Introduction and Summary

Ethics is widely perceived as something to be pursued separately from engineering itself, commonly manifested as an extra set of rules to follow and a certain group of behaviors to avoid. This mindset is grounded in the culturally dominant paradigm of technical rationality, which effectively treats all knowledge as procedural, stipulating a detailed series of steps to achieve an already specified outcome. However, the formulation of engineering problems and their solutions is inherently indeterminate, routinely involving the selection of a way forward from among multiple options when there is no one "right" answer.

Virtue ethics offers a more suitable approach, because it recognizes that sensitivity to context and practical judgment are indispensable in particular situations and therefore focuses on the person who acts, rather than the action itself. Beneficial character traits emerge within a given practice in light of the ends that are unique to it, resulting in a new framework for implementing ethics in a way that is fully integral to engineering itself. Combining its social aspect, proper purpose, societal role, internal goods, and moral and intellectual virtues yields a concise yet comprehensive description of the vital contribution that engineers make to human flourishing (top right).

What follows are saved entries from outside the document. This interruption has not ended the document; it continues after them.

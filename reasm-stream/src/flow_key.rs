#![forbid(unsafe_code)]

use serde::Serialize;
use std::fmt;
use std::net::SocketAddr;

/// Which way a segment travels relative to its [`FlowKey`].
#[derive(Debug, Clone, Copy, PartialEq, Eq, Hash, PartialOrd, Ord, Serialize)]
pub enum Direction {
    /// From the key's lower endpoint to its upper endpoint.
    Forward,
    /// From the key's upper endpoint to its lower endpoint.
    Reverse,
}

impl Direction {
    pub const BOTH: [Direction; 2] = [Direction::Forward, Direction::Reverse];

    pub fn index(self) -> usize {
        match self {
            Direction::Forward => 0,
            Direction::Reverse => 1,
        }
    }

    pub fn reverse(self) -> Self {
        match self {
            Direction::Forward => Direction::Reverse,
            Direction::Reverse => Direction::Forward,
        }
    }
}

impl fmt::Display for Direction {
    fn fmt(&self, f: &mut fmt::Formatter<'_>) -> fmt::Result {
        match self {
            Direction::Forward => write!(f, "fwd"),
            Direction::Reverse => write!(f, "rev"),
        }
    }
}

/// Direction-normalized identifier of one TCP connection.
///
/// Endpoints are stored ordered, so both halves of a connection produce the same key.
#[derive(Debug, Clone, Copy, PartialEq, Eq, Hash, PartialOrd, Ord, Serialize)]
pub struct FlowKey {
    lower: SocketAddr,
    upper: SocketAddr,
}

impl FlowKey {
    /// Key for the connection between `a` and `b`, regardless of argument order.
    pub fn new(a: SocketAddr, b: SocketAddr) -> Self {
        Self::from_endpoints(a, b).0
    }

    /// Key plus the direction a segment from `src` to `dst` travels in.
    pub fn from_endpoints(src: SocketAddr, dst: SocketAddr) -> (Self, Direction) {
        if src <= dst {
            (Self { lower: src, upper: dst }, Direction::Forward)
        } else {
            (Self { lower: dst, upper: src }, Direction::Reverse)
        }
    }

    pub fn lower(&self) -> SocketAddr {
        self.lower
    }

    pub fn upper(&self) -> SocketAddr {
        self.upper
    }

    /// `(src, dst)` of traffic travelling in `dir`.
    pub fn endpoints(&self, dir: Direction) -> (SocketAddr, SocketAddr) {
        match dir {
            Direction::Forward => (self.lower, self.upper),
            Direction::Reverse => (self.upper, self.lower),
        }
    }
}

impl fmt::Display for FlowKey {
    fn fmt(&self, f: &mut fmt::Formatter<'_>) -> fmt::Result {
        write!(f, "{} <-> {}", self.lower, self.upper)
    }
}

#[cfg(test)]
mod tests {
    use super::*;

    fn addr(s: &str) -> SocketAddr {
        s.parse().unwrap()
    }

    #[test]
    fn both_directions_share_a_key() {
        let client = addr("10.0.0.1:40000");
        let server = addr("10.0.0.2:80");

        let (k1, d1) = FlowKey::from_endpoints(client, server);
        let (k2, d2) = FlowKey::from_endpoints(server, client);

        assert_eq!(k1, k2);
        assert_ne!(d1, d2);
        assert_eq!(k1.endpoints(d1), (client, server));
        assert_eq!(k2.endpoints(d2), (server, client));
    }

    #[test]
    fn ports_distinguish_connections() {
        let a = FlowKey::new(addr("10.0.0.1:1111"), addr("10.0.0.2:80"));
        let b = FlowKey::new(addr("10.0.0.1:2222"), addr("10.0.0.2:80"));
        assert_ne!(a, b);
    }

    #[test]
    fn v6_endpoints() {
        let (key, dir) = FlowKey::from_endpoints(addr("[::1]:8080"), addr("[::1]:443"));
        assert_eq!(dir, Direction::Reverse);
        assert_eq!(key.lower(), addr("[::1]:443"));
    }

    #[test]
    fn direction_indices() {
        assert_eq!(Direction::Forward.index(), 0);
        assert_eq!(Direction::Reverse.index(), 1);
        assert_eq!(Direction::Forward.reverse(), Direction::Reverse);
    }
}
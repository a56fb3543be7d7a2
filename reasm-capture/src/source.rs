#![forbid(unsafe_code)]

//! Capture sources: anything that yields decoded segments.

use async_trait::async_trait;
use std::collections::VecDeque;
use tokio::sync::mpsc;

use reasm_stream::{Segment, SourceId};

use crate::error::CaptureError;

/// Producer of decoded TCP segments for one capture point.
///
/// `Ok(None)` means the source is exhausted. An `Err` ends the source; other sources keep running.
#[async_trait]
pub trait CaptureSource: Send + 'static {
    fn id(&self) -> SourceId;

    /// Human-readable label used in logs and reports.
    fn describe(&self) -> String {
        self.id().to_string()
    }

    async fn next_segment(&mut self) -> Result<Option<Segment>, CaptureError>;
}

/// Replays a fixed list of segments.
#[derive(Debug)]
pub struct ReplaySource {
    id: SourceId,
    segments: VecDeque<Segment>,
}

impl ReplaySource {
    pub fn new(id: SourceId, segments: impl IntoIterator<Item = Segment>) -> Self {
        Self {
            id,
            segments: segments.into_iter().collect(),
        }
    }

    pub fn remaining(&self) -> usize {
        self.segments.len()
    }
}

#[async_trait]
impl CaptureSource for ReplaySource {
    fn id(&self) -> SourceId {
        self.id
    }

    fn describe(&self) -> String {
        format!("replay:{}", self.id.0)
    }

    async fn next_segment(&mut self) -> Result<Option<Segment>, CaptureError> {
        Ok(self.segments.pop_front())
    }
}

/// Sending half handed to an external capture driver.
#[derive(Debug, Clone)]
pub struct SegmentSender {
    tx: mpsc::Sender<Result<Segment, CaptureError>>,
}

impl SegmentSender {
    /// Waits while the source's buffer is full.
    pub async fn send(&self, segment: Segment) -> Result<(), CaptureError> {
        self.tx
            .send(Ok(segment))
            .await
            .map_err(|_| CaptureError::ChannelClosed)
    }

    /// Report a driver failure; the source ends with this error.
    pub async fn fail(&self, reason: impl Into<String>) -> Result<(), CaptureError> {
        self.tx
            .send(Err(CaptureError::Driver(reason.into())))
            .await
            .map_err(|_| CaptureError::ChannelClosed)
    }
}

/// Source fed through a channel. It is exhausted once every [`SegmentSender`] is dropped.
#[derive(Debug)]
pub struct ChannelSource {
    id: SourceId,
    rx: mpsc::Receiver<Result<Segment, CaptureError>>,
}

impl ChannelSource {
    pub fn new(id: SourceId, capacity: usize) -> (SegmentSender, Self) {
        let (tx, rx) = mpsc::channel(capacity.max(1));
        (SegmentSender { tx }, Self { id, rx })
    }
}

#[async_trait]
impl CaptureSource for ChannelSource {
    fn id(&self) -> SourceId {
        self.id
    }

    fn describe(&self) -> String {
        format!("channel:{}", self.id.0)
    }

    async fn next_segment(&mut self) -> Result<Option<Segment>, CaptureError> {
        self.rx.recv().await.transpose()
    }
}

Embracing this aspirational vision of what it means for engineers to demonstrate genuine integrity has the potential to improve the collective status of the profession and enable its members to assume a more prominent position of leadership in today's technologically advanced culture. It is still a work in progress, and I invite anyone interested in collaborating with me on refining and implementing it to join the Yahoo! Group, where I intend most of that effort to take place. Issues that need to be addressed include the following:

  • Confirming that the proper purpose of engineering is the material well-being of all people and defining what all this encompasses, or exploring possible alternatives.
  • Clarifying which specific definitions of risk represent what society relies on engineers to assess, manage, and communicate; and which specific definitions of responsibility pertain to them accordingly.
  • Establishing more precisely what it means for an engineer to achieve (or fail to achieve) safety, sustainability, and efficiency; to exhibit (or fail to exhibit) objectivity, care, and honesty; and to exercise (or fail to exercise) practical judgment.
  • Identifying any additional internal goods or virtues that are specific to the practice of engineering, and elaborating on the appropriate role of emotions.
  • Devising viable strategies for reform of engineering education to incorporate these concepts into the typical curriculum.
  • Developing concrete applications within the various disciplines of engineering, as well as in the diversity of industries that employ or retain engineers.
  • Determining whether and how Virtuous Engineers can and should lead and otherwise contribute to initiatives that seek to deal with major ethical and technological challenges, such as poverty and climate change.